Median inspection times were computed for each reader for each experimental condition for examinations with and without test abnormalities. The two median times per reader were analyzed with an ANOVA with within-subject factors for SOS condition and examination type (with or without test abnormality). The only statistically significant effect was for presence of test abnormality (36.0 seconds without test abnormality vs. 49.8 seconds with test abnormality, F(1,19) = 117.41, p < 0.0001. The SOS manipulation did not affect inspection time (43.4 seconds without added nodules vs. 42.4 seconds with added nodules, F(1,19) = 0.40, p = 0.53). The interaction of factors was not statistically significant.

DISCUSSION

The SOS effect observed in this experiment differs from that previously reported for chest radiography (1, 2). The previous experiments reported a decrement in detection accuracy of detecting test abnormalities with the addition of nodules. In contrast, there was no accuracy difference in the current study with the addition of the nodules. Instead, there were reduced FP fractions of the ROC points and reduced TP fractions of the ROC points, indicating a threshold shift toward more conservative reporting.

It is noteworthy that the earlier demonstrations of SOS in chest radiography (1, 2) did not explicitly study decision threshold shifts. However, the figures in those reports (Figures 5 and 6 in reference 1; and Figures 1, 2 and 3 in reference 2) all suggest rather obvious shifts particularly in the most lenient decision thresholds. Subsequent studies (17) did report some analyses of individual response frequencies and probabilities, but did not touch on the question of thresholds shifts. Although analysis of decision thresholds was briefly introduced to the radiology audience (15), it has never received much attention. To our knowledge the first time an analysis of decision thresholds was used in the radiology literature was not until 1994 (12) several years after the first demonstration of SOS in 1990. There have been analyses of single, “important” operating points such as those associated with decision to biopsy. This may be because differences in detection accuracy are viewed as outside a reader’s control whereas decision thresholds reflect a readiness to report which can be influenced by the reader. Of course, both accuracy and threshold reductions involve missed diagnoses.

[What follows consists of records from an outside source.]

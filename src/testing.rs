//! In-memory collaborators for pipeline and submission tests.

use crate::account::{FeeOracle, SmartAccount};
use crate::bundler::{Bundler, GasEstimates, UserOperationReceipt};
use crate::config::DummyPaymaster;
use crate::encoding::draft_to_json;
use crate::error::{Error, Result};
use crate::fees::FeePolicy;
use crate::nonce::NonceAllocator;
use crate::paymaster::{GasOverrides, IdSource, SequentialIds, Sponsor, Sponsorship};
use crate::stages::StageDeps;
use crate::types::{Intent, UserOperation, UserOperationDraft};
use async_trait::async_trait;
use ethers::types::{Address, Bytes, H256, U256};
use parking_lot::Mutex;
use serde_json::Value;
use std::collections::{HashSet, VecDeque};
use std::sync::Arc;

pub fn intent() -> Intent {
    Intent {
        target: Address::repeat_byte(0x42),
        data: Bytes::from(vec![0xde, 0xad, 0xbe, 0xef]),
        value: U256::zero(),
    }
}

pub struct MockAccount {
    pub address: Address,
    pub nonce: U256,
    signed: Mutex<Vec<UserOperation>>,
}

impl MockAccount {
    pub fn signature_bytes(&self) -> Bytes {
        Bytes::from(vec![0x5a; 65])
    }

    /// Operations handed to `sign`, in order.
    pub fn signed(&self) -> Vec<UserOperation> {
        self.signed.lock().clone()
    }
}

#[async_trait]
impl SmartAccount for MockAccount {
    async fn address(&self) -> Result<Address> {
        Ok(self.address)
    }

    async fn nonce(&self) -> Result<U256> {
        Ok(self.nonce)
    }

    async fn init_code(&self) -> Result<Bytes> {
        Ok(Bytes::default())
    }

    fn encode_execute(&self, intent: &Intent) -> Result<Bytes> {
        let mut v = intent.target.as_bytes().to_vec();
        v.extend_from_slice(intent.data.as_ref());
        Ok(Bytes::from(v))
    }

    fn dummy_signature(&self) -> Bytes {
        Bytes::from(vec![0xff; 65])
    }

    async fn sign(&self, op: &UserOperation) -> Result<Bytes> {
        self.signed.lock().push(op.clone());
        Ok(self.signature_bytes())
    }
}

#[derive(Default)]
pub struct MockBundler {
    estimated: Mutex<Vec<UserOperation>>,
    sent: Mutex<Vec<UserOperation>>,
    rejections: Mutex<VecDeque<Error>>,
    hold: Mutex<u32>,
    held: Mutex<HashSet<H256>>,
    mine_held_at: Mutex<Option<usize>>,
}

impl MockBundler {
    pub fn estimated(&self) -> Vec<UserOperation> {
        self.estimated.lock().clone()
    }

    /// Every operation passed to `send_user_operation`, accepted or not.
    pub fn sent(&self) -> Vec<UserOperation> {
        self.sent.lock().clone()
    }

    pub fn send_calls(&self) -> usize {
        self.sent.lock().len()
    }

    /// The next send fails with `err`. Queued rejections are used in order.
    pub fn reject_next(&self, err: Error) {
        self.rejections.lock().push_back(err);
    }

    /// The next `n` accepted operations never get a receipt.
    pub fn hold_receipts(&self, n: u32) {
        *self.hold.lock() = n;
    }

    /// When send number `n` arrives the held operations are mined, so that send and every
    /// later one is refused with a nonce error.
    pub fn mine_held_at_send(&self, n: usize) {
        *self.mine_held_at.lock() = Some(n);
    }
}

#[async_trait]
impl Bundler for MockBundler {
    async fn estimate_user_operation_gas(
        &self,
        op: &UserOperation,
        _entry_point: Address,
    ) -> Result<GasEstimates> {
        self.estimated.lock().push(op.clone());
        Ok(GasEstimates {
            call_gas_limit: U256::from(100_000),
            verification_gas_limit: U256::from(150_000),
            pre_verification_gas: U256::from(50_000),
        })
    }

    async fn send_user_operation(&self, op: &UserOperation, _entry_point: Address) -> Result<H256> {
        let n = {
            let mut sent = self.sent.lock();
            sent.push(op.clone());
            sent.len()
        };
        if matches!(*self.mine_held_at.lock(), Some(at) if n >= at) {
            self.held.lock().clear();
            return Err(Error::SubmissionRejected("AA25 invalid account nonce".into()));
        }
        if let Some(err) = self.rejections.lock().pop_front() {
            return Err(err);
        }
        let hash = H256::from_low_u64_be(n as u64);
        let mut hold = self.hold.lock();
        if *hold > 0 {
            *hold -= 1;
            self.held.lock().insert(hash);
        }
        Ok(hash)
    }

    async fn get_user_operation_receipt(
        &self,
        user_op_hash: H256,
    ) -> Result<Option<UserOperationReceipt>> {
        if self.held.lock().contains(&user_op_hash) {
            return Ok(None);
        }
        Ok(Some(UserOperationReceipt {
            user_op_hash,
            transaction_hash: H256::repeat_byte(0xee),
            success: true,
            raw: Value::Null,
        }))
    }
}

pub struct MockOracle {
    base_fee: Mutex<U256>,
}

impl MockOracle {
    pub fn set_base_fee(&self, fee: U256) {
        *self.base_fee.lock() = fee;
    }
}

#[async_trait]
impl FeeOracle for MockOracle {
    async fn base_fee(&self) -> Result<U256> {
        Ok(*self.base_fee.lock())
    }

    async fn chain_id(&self) -> Result<u64> {
        Ok(1)
    }
}

pub struct MockSponsor {
    ids: SequentialIds,
    requests: Mutex<Vec<Value>>,
    stub_calls: Mutex<usize>,
    sponsored: Mutex<Bytes>,
    overrides: Mutex<GasOverrides>,
    fail_status: Mutex<Option<u16>>,
    stall_stubs: Mutex<bool>,
}

impl MockSponsor {
    pub fn stub_bytes(&self) -> Bytes {
        Bytes::from(vec![0xaa; 20])
    }

    pub fn sponsored_bytes(&self) -> Bytes {
        self.sponsored.lock().clone()
    }

    /// Wire JSON of every draft sent for final sponsorship.
    pub fn sponsorship_requests(&self) -> Vec<Value> {
        self.requests.lock().clone()
    }

    pub fn stub_calls(&self) -> usize {
        *self.stub_calls.lock()
    }

    pub fn set_sponsored(&self, bytes: Bytes) {
        *self.sponsored.lock() = bytes;
    }

    pub fn set_overrides(&self, overrides: GasOverrides) {
        *self.overrides.lock() = overrides;
    }

    /// Every following request fails with this HTTP status.
    pub fn fail_with_status(&self, status: u16) {
        *self.fail_status.lock() = Some(status);
    }

    pub fn recover(&self) {
        *self.fail_status.lock() = None;
        *self.stall_stubs.lock() = false;
    }

    /// Stub requests never answer until [`MockSponsor::recover`].
    pub fn stall_stubs(&self) {
        *self.stall_stubs.lock() = true;
    }

    fn check(&self, request_id: u64) -> Result<()> {
        match *self.fail_status.lock() {
            Some(status) => Err(Error::PaymasterHttp { status, request_id }),
            None => Ok(()),
        }
    }
}

#[async_trait]
impl Sponsor for MockSponsor {
    async fn request_sponsorship(
        &self,
        draft: &UserOperationDraft,
        _policy_id: &str,
        _entry_point: Address,
    ) -> Result<Sponsorship> {
        let request_id = self.ids.next_id();
        self.check(request_id)?;
        self.requests.lock().push(draft_to_json(draft));
        Ok(Sponsorship {
            request_id,
            paymaster_and_data: self.sponsored_bytes(),
            overrides: self.overrides.lock().clone(),
        })
    }

    async fn request_stub(
        &self,
        _draft: &UserOperationDraft,
        _policy_id: &str,
        _entry_point: Address,
        _method: &str,
    ) -> Result<Bytes> {
        let request_id = self.ids.next_id();
        *self.stub_calls.lock() += 1;
        let stalled = *self.stall_stubs.lock();
        if stalled {
            std::future::pending::<()>().await;
        }
        self.check(request_id)?;
        Ok(self.stub_bytes())
    }
}

/// One set of mocks wired into [`StageDeps`].
pub struct Harness {
    pub account: Arc<MockAccount>,
    pub bundler: Arc<MockBundler>,
    pub oracle: Arc<MockOracle>,
    pub sponsor: Arc<MockSponsor>,
    pub nonces: Arc<NonceAllocator>,
    pub entry_point: Address,
}

impl Harness {
    pub fn new() -> Self {
        let mut sponsored = vec![0xbb; 20];
        sponsored.extend_from_slice(&[0x01; 45]);
        Self {
            account: Arc::new(MockAccount {
                address: Address::repeat_byte(0x11),
                nonce: U256::from(7),
                signed: Mutex::new(Vec::new()),
            }),
            bundler: Arc::new(MockBundler::default()),
            oracle: Arc::new(MockOracle {
                base_fee: Mutex::new(U256::from(1_000_000_000u64)),
            }),
            sponsor: Arc::new(MockSponsor {
                ids: SequentialIds::starting_at(1),
                requests: Mutex::new(Vec::new()),
                stub_calls: Mutex::new(0),
                sponsored: Mutex::new(Bytes::from(sponsored)),
                overrides: Mutex::new(GasOverrides::default()),
                fail_status: Mutex::new(None),
                stall_stubs: Mutex::new(false),
            }),
            nonces: Arc::new(NonceAllocator::new()),
            entry_point: Address::repeat_byte(0xe4),
        }
    }

    pub fn deps(&self) -> StageDeps {
        StageDeps {
            account: self.account.clone(),
            bundler: self.bundler.clone(),
            oracle: self.oracle.clone(),
            sponsor: self.sponsor.clone(),
            nonces: self.nonces.clone(),
            dummy_paymaster: DummyPaymaster::Stub {
                method: "pm_getPaymasterStubData".to_string(),
            },
            fee_policy: FeePolicy::default(),
            replacement_bump_percentage: 10,
            policy_id: "test-policy".to_string(),
            entry_point: self.entry_point,
        }
    }
}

The authors of the original SOS papers (1, 2) graciously shared their data (Berbaum personal communication, 2014) so that we could examine the results of applying our analysis. We expected that the SOS accuracy reduction observed in earlier studies using area under the ROC curve would also be found if we applied the technique used for the current experiment which is insensitive to the vagaries of ROC curve fitting. Appendix A presents this analysis, confirming the SOS effect on area. Next, to examine decision threshold shifts associated with the SOS manipulation in the earlier data, we performed analyses similar to those used for the current data. A previously unrecognized shift in decision thresholds was revealed that is similar to the reluctance to report SOS effect found in the current experiment. In the earlier experiments, the SOS effect on detection accuracy and the SOS effect on threshold to report abnormality are superimposed.

We attempted to make the procedures of the current experiment comparable to those of the earlier studies (1, 2). An uncontrolled factor is that our readers may be more aware of SOS effect than the readers in the earlier studies. Assuming that the findings of both the current and earlier experiments were representative of practice at these time periods, we should try to explain the lack of SOS on detection accuracy in the present study.

Radiographic imaging has changed from film-based to computer-based, allowing greater flexibility in tuning window-level setting to optimize search for specific abnormalities. In addition, a greater proportion of the radiology workload has shifted to cross-sectional modalities. The original experiment on SOS effects in chest radiography (1) was conducted 25 years ago and the most recent replication (2) 15 years ago. Between then and now, the utilization of CT and MR examinations has dramatically increased and advanced imaging is often the preferred initial examination. Resolution and quality of those modalities have advanced remarkably as well. Given this change in the practice of radiology, there have been corresponding changes of emphasis in the training of radiologists. Relative to radiologists and residents tested between 15 and 25 years ago, current radiologists and residents may approach the interpretation of radiographs differently.

Two types of SOS effects have been distinguished. Type I SOS effects appear to be the result of faulty pattern recognition (6). Decreases in ROC accuracy result from decreases in TP probability without changes in FP probability for each ROC point. Type I SOS is not generally related to changes in search behavior or inspection time (17). Type II SOS effects are based on reductions in visual search. Reductions in TP rates are accompanied by reductions in FP rates: ROC points move downward along the ROC curve. The cause of reluctance to report an abnormality in Type II SOS has been identified as reduced inspection. In this taxonomy, the SOS effect in chest radiography reported in 1990 through 2000 would be called Type I SOS, whereas the SOS effect of the current experiment might be considered to be Type II SOS. A new finding of the current experiment is more conservative reporting but no reduction in inspection time. In other words, the addition of simulated nodules shifted decision thresholds but not inspection time, which is consistent with neither Type I nor Type II SOS effects.

Acknowledgments

Supported by USPHS Grant R01 EB 00145 from the National Institute of Biomedical Imaging and Bioengineering (NIBIB), Bethesda, Maryland.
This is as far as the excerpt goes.